_WHAT YOU SHOULD DO_
Reproduce the records below exactly as they appear.

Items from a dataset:
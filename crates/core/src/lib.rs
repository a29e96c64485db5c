//! Frame sources over still images, image directories, video files and
//! cameras, behind one resolver that picks the right one from a string.

pub mod capture {
    pub mod capture_resolver;
    pub mod domain {
        pub mod camera_source;
        pub mod capture_error;
        pub mod capture_options;
        pub mod capture_source;
        pub mod directory_source;
        pub mod frame_decoder;
        pub mod image_source;
        pub mod read_metrics;
        pub mod video_source;
    }
    pub mod infrastructure;
    #[cfg(test)]
    pub(crate) mod test_support;
}

pub mod shared {
    pub mod constants;
    pub mod frame;
}

pub use capture::capture_resolver::{open_images_capture, CaptureResolver};
pub use capture::domain::capture_error::CaptureError;
pub use capture::domain::capture_options::{CaptureOptions, Resolution};
pub use capture::domain::capture_source::{CaptureSource, SourceKind};
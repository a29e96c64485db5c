use std::path::Path;

use crate::capture::domain::capture_options::Resolution;
use crate::shared::frame::Frame;

/// An open, sequential stream of decoded frames.
///
/// Failures are reported as `None`/`false` rather than errors; the source
/// that owns the stream decides what an absent frame means.
pub trait FrameStream: Send {
    /// Decodes the next frame, or `None` when nothing could be read.
    fn read(&mut self) -> Option<Frame>;

    /// Repositions so the next `read` yields frame `frame_index`.
    /// Returns `false` if the stream refused the request.
    fn seek(&mut self, frame_index: usize) -> bool;

    /// Frame rate as reported by the container or device. May be 0.
    fn fps(&self) -> f64;
}

/// A live capture device. Each setter returns whether the device accepted
/// the setting.
pub trait CameraDevice: FrameStream {
    fn set_buffer_size(&mut self, frames: u32) -> bool;

    fn set_resolution(&mut self, resolution: Resolution) -> bool;

    fn set_autofocus(&mut self, enabled: bool) -> bool;

    fn set_fourcc(&mut self, fourcc: [u8; 4]) -> bool;
}

/// Codec capability the capture sources are built on.
///
/// Implementations never panic on bad input: anything that cannot be
/// decoded or opened yields `None`.
pub trait FrameDecoder: Send + Sync {
    /// Decodes a still image file.
    fn decode_image(&self, path: &Path) -> Option<Frame>;

    /// Opens a seekable video file.
    fn open_video(&self, path: &Path) -> Option<Box<dyn FrameStream>>;

    /// Opens the camera with the given device index.
    fn open_camera(&self, index: u32) -> Option<Box<dyn CameraDevice>>;
}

_EXERCISE OUTPUT_
filename crates/core/src/lib.rs
repository a29e96c64485db5c
//! Frame sources over still images, image directories, video files and
//! cameras, behind one resolver that picks the right one from a string.

pub mod capture {
    pub mod capture_resolver;
    pub mod domain {
        pub mod camera_source;
        pub mod capture_error;
        pub mod capture_options;
        pub mod capture_source;
        pub mod directory_source;
        pub mod frame_decoder;
        pub mod image_source;
        pub mod read_metrics;
        pub mod video_source;
    }
    pub mod infrastructure;
    #[cfg(test)]
    pub(crate) mod test_support;
}

pub mod shared {
    pub mod constants;
    pub mod frame;
}

pub use capture::capture_resolver::{open_images_capture, CaptureResolver};
pub use capture::domain::capture_error::CaptureError;
pub use capture::domain::capture_options::{CaptureOptions, Resolution};
pub use capture::domain::capture_source::{CaptureSource, SourceKind};
repository a29e96c64485db5c
use std::path::Path;

use crate::capture::domain::capture_options::Resolution;
use crate::shared::frame::Frame;

/// An open, sequential stream of decoded frames.
///
/// Failures are reported as `None`/`false` rather than errors; the source
/// that owns the stream decides what an absent frame means.
pub trait FrameStream: Send {
    /// Decodes the next frame, or `None` when nothing could be read.
    fn read(&mut self) -> Option<Frame>;

    /// Repositions so the next `read` yields frame `frame_index`.
    /// Returns `false` if the stream refused the request.
    fn seek(&mut self, frame_index: usize) -> bool;

    /// Frame rate as reported by the container or device. May be 0.
    fn fps(&self) -> f64;
}

/// A live capture device. Each setter returns whether the device accepted
/// the setting.
pub trait CameraDevice: FrameStream {
    fn set_buffer_size(&mut self, frames: u32) -> bool;

    fn set_resolution(&mut self, resolution: Resolution) -> bool;

    fn set_autofocus(&mut self, enabled: bool) -> bool;

    fn set_fourcc(&mut self, fourcc: [u8; 4]) -> bool;
}

/// Codec capability the capture sources are built on.
///
/// Implementations never panic on bad input: anything that cannot be
/// decoded or opened yields `None`.
pub trait FrameDecoder: Send + Sync {
    /// Decodes a still image file.
    fn decode_image(&self, path: &Path) -> Option<Frame>;

    /// Opens a seekable video file.
    fn open_video(&self, path: &Path) -> Option<Box<dyn FrameStream>>;

    /// Opens the camera with the given device index.
    fn open_camera(&self, index: u32) -> Option<Box<dyn CameraDevice>>;
}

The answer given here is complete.